**What the exercise asks:** For every entry below, retype it exactly as it reads.

**Data section:**
/*
* Licensed to Elasticsearch B.V. under one or more contributor
* license agreements. See the NOTICE file distributed with
* this work for additional information regarding copyright
* ownership. Elasticsearch B.V. licenses this file to you under
* the Apache License, Version 2.0 (the "License"); you may
* not use this file except in compliance with the License.
* You may obtain a copy of the License at
*
*  http://www.apache.org/licenses/LICENSE-2.0
*
* Unless required by applicable law or agreed to in writing,
* software distributed under the License is distributed on an
* "AS IS" BASIS, WITHOUT WARRANTIES OR CONDITIONS OF ANY
* KIND, either express or implied.  See the License for the
* specific language governing permissions and limitations
* under the License.
*/

//! Ram allocated data sources.

mod data_ram;
pub use data_ram::*;
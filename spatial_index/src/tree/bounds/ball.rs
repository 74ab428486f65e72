/*
* Licensed to Elasticsearch B.V. under one or more contributor
* license agreements. See the NOTICE file distributed with
* this work for additional information regarding copyright
* ownership. Elasticsearch B.V. licenses this file to you under
* the Apache License, Version 2.0 (the "License"); you may
* not use this file except in compliance with the License.
* You may obtain a copy of the License at
*
*  http://www.apache.org/licenses/LICENSE-2.0
*
* Unless required by applicable law or agreed to in writing,
* software distributed under the License is distributed on an
* "AS IS" BASIS, WITHOUT WARRANTIES OR CONDITIONS OF ANY
* KIND, either express or implied.  See the License for the
* specific language governing permissions and limitations
* under the License.
*/

use pointcloud::*;

use super::NodeBounds;
use crate::errors::*;
use crate::tree::TreeKind;

/// A centroid and covering radius per node. Works for any metric.
#[derive(Debug, Clone)]
pub struct BallBounds {
    centroids: Vec<f32>,
    radii: Vec<f32>,
    dim: usize,
}

impl BallBounds {
    /// The mean of the points under the node
    pub fn centroid(&self, i_node: usize) -> &[f32] {
        &self.centroids[i_node * self.dim..(i_node + 1) * self.dim]
    }

    /// Largest distance from the centroid to a point under the node
    pub fn radius(&self, i_node: usize) -> f32 {
        self.radii[i_node]
    }

    #[inline]
    fn center_distance<M: Metric>(&self, metric: &M, i_node1: usize, other: &Self, i_node2: usize) -> f32 {
        metric.dist(self.centroid(i_node1), other.centroid(i_node2))
    }
}

impl NodeBounds for BallBounds {
    const KIND: TreeKind = TreeKind::Ball;

    fn allocate<M: Metric>(_metric: &M, n_nodes: usize, dim: usize) -> IndexResult<Self> {
        let size = n_nodes
            .checked_mul(dim)
            .ok_or_else(|| IndexError::out_of_memory("ball tree allocation"))?;
        Ok(BallBounds {
            centroids: try_filled(size, 0.0, "ball tree allocation")?,
            radii: try_filled(n_nodes, 0.0, "ball tree allocation")?,
            dim,
        })
    }

    fn init_node<D: PointCloud, M: Metric>(
        &mut self,
        i_node: usize,
        point_cloud: &D,
        metric: &M,
        indexes: &[PointIndex],
    ) -> IndexResult<f32> {
        let centroid = point_cloud.centroid(indexes)?;
        let radius = point_cloud
            .distances_to_point(metric, &centroid, indexes)?
            .into_iter()
            .fold(0.0, f32::max);
        self.centroids[i_node * self.dim..(i_node + 1) * self.dim].copy_from_slice(&centroid);
        self.radii[i_node] = radius;
        Ok(radius)
    }

    fn min_rdist<M: Metric>(&self, metric: &M, i_node: usize, point: &[f32]) -> f32 {
        metric.dist_to_rdist(self.min_dist(metric, i_node, point))
    }

    fn max_rdist<M: Metric>(&self, metric: &M, i_node: usize, point: &[f32]) -> f32 {
        metric.dist_to_rdist(self.max_dist(metric, i_node, point))
    }

    fn min_dist<M: Metric>(&self, metric: &M, i_node: usize, point: &[f32]) -> f32 {
        let dist_pt = metric.dist(point, self.centroid(i_node));
        (dist_pt - self.radii[i_node]).max(0.0)
    }

    fn max_dist<M: Metric>(&self, metric: &M, i_node: usize, point: &[f32]) -> f32 {
        metric.dist(point, self.centroid(i_node)) + self.radii[i_node]
    }

    fn min_max_dist<M: Metric>(&self, metric: &M, i_node: usize, point: &[f32]) -> (f32, f32) {
        let dist_pt = metric.dist(point, self.centroid(i_node));
        let rad = self.radii[i_node];
        ((dist_pt - rad).max(0.0), dist_pt + rad)
    }

    fn min_rdist_dual<M: Metric>(&self, metric: &M, i_node1: usize, other: &Self, i_node2: usize) -> f32 {
        metric.dist_to_rdist(self.min_dist_dual(metric, i_node1, other, i_node2))
    }

    fn max_rdist_dual<M: Metric>(&self, metric: &M, i_node1: usize, other: &Self, i_node2: usize) -> f32 {
        metric.dist_to_rdist(self.max_dist_dual(metric, i_node1, other, i_node2))
    }

    fn min_dist_dual<M: Metric>(&self, metric: &M, i_node1: usize, other: &Self, i_node2: usize) -> f32 {
        let dist_pt = self.center_distance(metric, i_node1, other, i_node2);
        (dist_pt - self.radii[i_node1] - other.radii[i_node2]).max(0.0)
    }

    fn max_dist_dual<M: Metric>(&self, metric: &M, i_node1: usize, other: &Self, i_node2: usize) -> f32 {
        let dist_pt = self.center_distance(metric, i_node1, other, i_node2);
        dist_pt + self.radii[i_node1] + other.radii[i_node2]
    }
}

#[cfg(test)]
mod tests {
    use super::*;
    use pointcloud::data_sources::DataRam;

    #[test]
    fn ball_bounds_contain_points() {
        let cloud = DataRam::from_rows(&[[0.0f32, 0.0], [2.0, 0.0], [1.0, 1.0]]).unwrap();
        let mut bounds = BallBounds::allocate(&L2, 1, 2).unwrap();
        let radius = bounds.init_node(0, &cloud, &L2, &[0, 1, 2]).unwrap();
        assert_approx_eq!(bounds.centroid(0)[0], 1.0);
        assert_approx_eq!(bounds.centroid(0)[1], 1.0 / 3.0);
        for i in 0..3 {
            let point = cloud.point(i).unwrap();
            assert!(L2.dist(point, bounds.centroid(0)) <= radius + 1e-6);
            assert_eq!(bounds.min_dist(&L2, 0, point), 0.0);
        }
        let (lo, hi) = bounds.min_max_dist(&L2, 0, &[10.0, 1.0 / 3.0]);
        assert_approx_eq!(lo, 9.0 - radius, 1e-5);
        assert_approx_eq!(hi, 9.0 + radius, 1e-5);
        assert_approx_eq!(bounds.min_rdist(&L2, 0, &[10.0, 1.0 / 3.0]), lo * lo, 1e-3);
    }

    #[test]
    fn dual_bounds_separate_balls() {
        let left = DataRam::from_rows(&[[0.0f32, 0.0], [0.0, 2.0]]).unwrap();
        let right = DataRam::from_rows(&[[10.0f32, 0.0], [10.0, 2.0]]).unwrap();
        let mut b1 = BallBounds::allocate(&L2, 1, 2).unwrap();
        let mut b2 = BallBounds::allocate(&L2, 1, 2).unwrap();
        b1.init_node(0, &left, &L2, &[0, 1]).unwrap();
        b2.init_node(0, &right, &L2, &[0, 1]).unwrap();
        assert_approx_eq!(b1.min_dist_dual(&L2, 0, &b2, 0), 8.0);
        assert_approx_eq!(b1.max_dist_dual(&L2, 0, &b2, 0), 12.0);
        assert_approx_eq!(b1.min_rdist_dual(&L2, 0, &b2, 0), 64.0, 1e-3);
    }
}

**Answer area:**
/*
* Licensed to Elasticsearch B.V. under one or more contributor
* license agreements. See the NOTICE file distributed with
* this work for additional information regarding copyright
* ownership. Elasticsearch B.V. licenses this file to you under
* the Apache License, Version 2.0 (the "License"); you may
* not use this file except in compliance with the License.
* You may obtain a copy of the License at
*
*  http://www.apache.org/licenses/LICENSE-2.0
*
* Unless required by applicable law or agreed to in writing,
* software distributed under the License is distributed on an
* "AS IS" BASIS, WITHOUT WARRANTIES OR CONDITIONS OF ANY
* KIND, either express or implied.  See the License for the
* specific language governing permissions and limitations
* under the License.
*/

//! Ram allocated data sources.

mod data_ram;
pub use data_ram::*;
filename spatial_index/src/tree/bounds/ball.rs
repository 74ab428486f65e72
/*
* Licensed to Elasticsearch B.V. under one or more contributor
* license agreements. See the NOTICE file distributed with
* this work for additional information regarding copyright
* ownership. Elasticsearch B.V. licenses this file to you under
* the Apache License, Version 2.0 (the "License"); you may
* not use this file except in compliance with the License.
* You may obtain a copy of the License at
*
*  http://www.apache.org/licenses/LICENSE-2.0
*
* Unless required by applicable law or agreed to in writing,
* software distributed under the License is distributed on an
* "AS IS" BASIS, WITHOUT WARRANTIES OR CONDITIONS OF ANY
* KIND, either express or implied.  See the License for the
* specific language governing permissions and limitations
* under the License.
*/

use pointcloud::*;

use super::NodeBounds;
use crate::errors::*;
use crate::tree::TreeKind;

/// A centroid and covering radius per node. Works for any metric.
#[derive(Debug, Clone)]
pub struct BallBounds {
    centroids: Vec<f32>,
    radii: Vec<f32>,
    dim: usize,
}

impl BallBounds {
    /// The mean of the points under the node
    pub fn centroid(&self, i_node: usize) -> &[f32] {
        &self.centroids[i_node * self.dim..(i_node + 1) * self.dim]
    }

    /// Largest distance from the centroid to a point under the node
    pub fn radius(&self, i_node: usize) -> f32 {
        self.radii[i_node]
    }

    #[inline]
    fn center_distance<M: Metric>(&self, metric: &M, i_node1: usize, other: &Self, i_node2: usize) -> f32 {
        metric.dist(self.centroid(i_node1), other.centroid(i_node2))
    }
}

impl NodeBounds for BallBounds {
    const KIND: TreeKind = TreeKind::Ball;

    fn allocate<M: Metric>(_metric: &M, n_nodes: usize, dim: usize) -> IndexResult<Self> {
        let size = n_nodes
            .checked_mul(dim)
            .ok_or_else(|| IndexError::out_of_memory("ball tree allocation"))?;
        Ok(BallBounds {
            centroids: try_filled(size, 0.0, "ball tree allocation")?,
            radii: try_filled(n_nodes, 0.0, "ball tree allocation")?,
            dim,
        })
    }

    fn init_node<D: PointCloud, M: Metric>(
        &mut self,
        i_node: usize,
        point_cloud: &D,
        metric: &M,
        indexes: &[PointIndex],
    ) -> IndexResult<f32> {
        let centroid = point_cloud.centroid(indexes)?;
        let radius = point_cloud
            .distances_to_point(metric, &centroid, indexes)?
            .into_iter()
            .fold(0.0, f32::max);
        self.centroids[i_node * self.dim..(i_node + 1) * self.dim].copy_from_slice(&centroid);
        self.radii[i_node] = radius;
        Ok(radius)
    }

    fn min_rdist<M: Metric>(&self, metric: &M, i_node: usize, point: &[f32]) -> f32 {
        metric.dist_to_rdist(self.min_dist(metric, i_node, point))
    }

    fn max_rdist<M: Metric>(&self, metric: &M, i_node: usize, point: &[f32]) -> f32 {
        metric.dist_to_rdist(self.max_dist(metric, i_node, point))
    }

    fn min_dist<M: Metric>(&self, metric: &M, i_node: usize, point: &[f32]) -> f32 {
        let dist_pt = metric.dist(point, self.centroid(i_node));
        (dist_pt - self.radii[i_node]).max(0.0)
    }

    fn max_dist<M: Metric>(&self, metric: &M, i_node: usize, point: &[f32]) -> f32 {
        metric.dist(point, self.centroid(i_node)) + self.radii[i_node]
    }

    fn min_max_dist<M: Metric>(&self, metric: &M, i_node: usize, point: &[f32]) -> (f32, f32) {
        let dist_pt = metric.dist(point, self.centroid(i_node));
        let rad = self.radii[i_node];
        ((dist_pt - rad).max(0.0), dist_pt + rad)
    }

    fn min_rdist_dual<M: Metric>(&self, metric: &M, i_node1: usize, other: &Self, i_node2: usize) -> f32 {
        metric.dist_to_rdist(self.min_dist_dual(metric, i_node1, other, i_node2))
    }

    fn max_rdist_dual<M: Metric>(&self, metric: &M, i_node1: usize, other: &Self, i_node2: usize) -> f32 {
        metric.dist_to_rdist(self.max_dist_dual(metric, i_node1, other, i_node2))
    }

    fn min_dist_dual<M: Metric>(&self, metric: &M, i_node1: usize, other: &Self, i_node2: usize) -> f32 {
        let dist_pt = self.center_distance(metric, i_node1, other, i_node2);
        (dist_pt - self.radii[i_node1] - other.radii[i_node2]).max(0.0)
    }

    fn max_dist_dual<M: Metric>(&self, metric: &M, i_node1: usize, other: &Self, i_node2: usize) -> f32 {
        let dist_pt = self.center_distance(metric, i_node1, other, i_node2);
        dist_pt + self.radii[i_node1] + other.radii[i_node2]
    }
}

#[cfg(test)]
mod tests {
    use super::*;
    use pointcloud::data_sources::DataRam;

    #[test]
    fn ball_bounds_contain_points() {
        let cloud = DataRam::from_rows(&[[0.0f32, 0.0], [2.0, 0.0], [1.0, 1.0]]).unwrap();
        let mut bounds = BallBounds::allocate(&L2, 1, 2).unwrap();
        let radius = bounds.init_node(0, &cloud, &L2, &[0, 1, 2]).unwrap();
        assert_approx_eq!(bounds.centroid(0)[0], 1.0);
        assert_approx_eq!(bounds.centroid(0)[1], 1.0 / 3.0);
        for i in 0..3 {
            let point = cloud.point(i).unwrap();
            assert!(L2.dist(point, bounds.centroid(0)) <= radius + 1e-6);
            assert_eq!(bounds.min_dist(&L2, 0, point), 0.0);
        }
        let (lo, hi) = bounds.min_max_dist(&L2, 0, &[10.0, 1.0 / 3.0]);
        assert_approx_eq!(lo, 9.0 - radius, 1e-5);
        assert_approx_eq!(hi, 9.0 + radius, 1e-5);
        assert_approx_eq!(bounds.min_rdist(&L2, 0, &[10.0, 1.0 / 3.0]), lo * lo, 1e-3);
    }

    #[test]
    fn dual_bounds_separate_balls() {
        let left = DataRam::from_rows(&[[0.0f32, 0.0], [0.0, 2.0]]).unwrap();
        let right = DataRam::from_rows(&[[10.0f32, 0.0], [10.0, 2.0]]).unwrap();
        let mut b1 = BallBounds::allocate(&L2, 1, 2).unwrap();
        let mut b2 = BallBounds::allocate(&L2, 1, 2).unwrap();
        b1.init_node(0, &left, &L2, &[0, 1]).unwrap();
        b2.init_node(0, &right, &L2, &[0, 1]).unwrap();
        assert_approx_eq!(b1.min_dist_dual(&L2, 0, &b2, 0), 8.0);
        assert_approx_eq!(b1.max_dist_dual(&L2, 0, &b2, 0), 12.0);
        assert_approx_eq!(b1.min_rdist_dual(&L2, 0, &b2, 0), 64.0, 1e-3);
    }
}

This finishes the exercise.